Así que puedes tomar tu comida y metértela por
Fue interrumpida por un gemido cuando Aldric de repente haló su cabello tan fuerte, cerrando su puño alrededor de sus rizos y atrayéndola para que estuviera mirando a sus tormentosos ojos y sus labios estuvieran molesta y cercanamente cerca.
Maldito sea.
—Escúchame —Aldric dijo con una voz baja y peligrosa—.
Mientras estés bajo mi techo, comerás y tomarás todo lo que te dé.
¿Entendido?!
En lugar de responder, Islinda se rió de él —Gracias por confirmar que soy tu prisionera y no la ridícula excusa de invitada con la que sigues engañándote a ti mismo.

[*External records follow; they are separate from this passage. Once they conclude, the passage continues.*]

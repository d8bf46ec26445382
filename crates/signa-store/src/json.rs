//! JSON file backend
//!
//! Persists the whole table as one JSON document. The table stays in the
//! hundreds of rows, so rewriting it per mutation is cheaper than a real
//! database; the rewrite goes through a temp file + rename so a crash never
//! leaves a half-written table. Writes are serialized through an async
//! mutex; overlapping callers interleave in lock-acquisition order.

use std::io::ErrorKind;
use std::path::{Path, PathBuf};

use tokio::sync::Mutex;

use signa_core::{Sample, SampleId, SignaError, SignaResult};

use crate::{SampleBackend, SampleRecord};

/// Durable backend over a single JSON file
#[derive(Debug)]
pub struct JsonFileBackend {
    path: PathBuf,
    guard: Mutex<()>,
}

impl JsonFileBackend {
    pub fn new(path: impl Into<PathBuf>) -> Self {
        JsonFileBackend {
            path: path.into(),
            guard: Mutex::new(()),
        }
    }

    pub fn path(&self) -> &Path {
        &self.path
    }

    /// Read the table; a missing file is an empty table
    async fn load_table(&self) -> SignaResult<Vec<Sample>> {
        let bytes = match tokio::fs::read(&self.path).await {
            Ok(bytes) => bytes,
            Err(e) if e.kind() == ErrorKind::NotFound => return Ok(Vec::new()),
            Err(e) => return Err(SignaError::Storage(e.to_string())),
        };

        let records: Vec<SampleRecord> =
            serde_json::from_slice(&bytes).map_err(|e| SignaError::Storage(e.to_string()))?;
        records.into_iter().map(SampleRecord::into_sample).collect()
    }

    async fn persist_table(&self, samples: &[Sample]) -> SignaResult<()> {
        let records: Vec<SampleRecord> = samples.iter().map(SampleRecord::from_sample).collect();
        let bytes =
            serde_json::to_vec_pretty(&records).map_err(|e| SignaError::Storage(e.to_string()))?;

        if let Some(parent) = self.path.parent() {
            if !parent.as_os_str().is_empty() {
                tokio::fs::create_dir_all(parent)
                    .await
                    .map_err(|e| SignaError::Storage(e.to_string()))?;
            }
        }

        let tmp = self.path.with_extension("tmp");
        tokio::fs::write(&tmp, &bytes)
            .await
            .map_err(|e| SignaError::Storage(e.to_string()))?;
        tokio::fs::rename(&tmp, &self.path)
            .await
            .map_err(|e| SignaError::Storage(e.to_string()))?;
        Ok(())
    }
}

impl SampleBackend for JsonFileBackend {
    async fn insert(&self, sample: Sample) -> SignaResult<()> {
        let _guard = self.guard.lock().await;
        let mut table = self.load_table().await?;
        table.retain(|s| s.id != sample.id);
        table.push(sample);
        self.persist_table(&table).await
    }

    async fn fetch_all(&self) -> SignaResult<Vec<Sample>> {
        let _guard = self.guard.lock().await;
        self.load_table().await
    }

    async fn remove(&self, ids: Vec<SampleId>) -> SignaResult<()> {
        let _guard = self.guard.lock().await;
        let mut table = self.load_table().await?;
        table.retain(|s| !ids.contains(&s.id));
        self.persist_table(&table).await
    }

    async fn clear(&self) -> SignaResult<()> {
        let _guard = self.guard.lock().await;
        self.persist_table(&[]).await
    }

    async fn replace_all(&self, samples: Vec<Sample>) -> SignaResult<()> {
        let _guard = self.guard.lock().await;
        self.persist_table(&samples).await
    }
}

Quizás para calmar tu conciencia.
Pero al final, no es difícil mostrar tu naturaleza, ¿verdad?
La mandíbula de Aldric se tensó y sus ojos azules se oscurecieron con tanta ira que sus manos temblaban con el impulso de romperle el cuello y acabar con ella.
Pero eso era lo que ella pedía, ¿no?
La muerte por sus manos.
Una fría y siniestra sonrisa cruzó sus rasgos —Quizás tengas razón y me he estado engañando todo este tiempo.
Quizá, es hora de que te enseñe cómo trato a mis prisioneros.
La empujó bruscamente y, aunque Islinda se sintió aliviada por la libertad, aún estaba dolida por su acción, este era el mismo Fae que había extrañado momentos antes.
—¿Hay alguien ahí fuera?
—Aldric ordenó e Islinda se dio cuenta de que no le hablaba a ella cuando la puerta se abrió con hesitación y ella vio entrar a un Fae conocido.
—Bien —Aldric sonrió tan malévolamente que su estómago se hundió ante el ominoso sentimiento en el aire.
—Escucha mi orden —dijo Aldric a ella—.
Desde ahora, Islinda ha sido despojada de su estatus de invitada y será parte del personal de este castillo.
Islinda no fue la única cuya mandíbula cayó, al Fae también le sorprendió el anuncio.
—Pero mi príncipe, ella es tu— Marimar se movía nerviosamente entre los dos, insinuando su supuesta relación.
Pero la mirada asesina de Aldric la interrumpió.
Él dijo mirándola a los ojos —Ya que está desagradecida por las cosas que le he proporcionado bajo mi cuidado.
Es hora de que trabaje por ello.
Islinda sostuvo su mirada, desafío en sus ojos.
Bueno, esto era mejor.
Ahora, tenía suficientes razones para aplacar ese aleteo en su vientre, más bien, lo odiaría.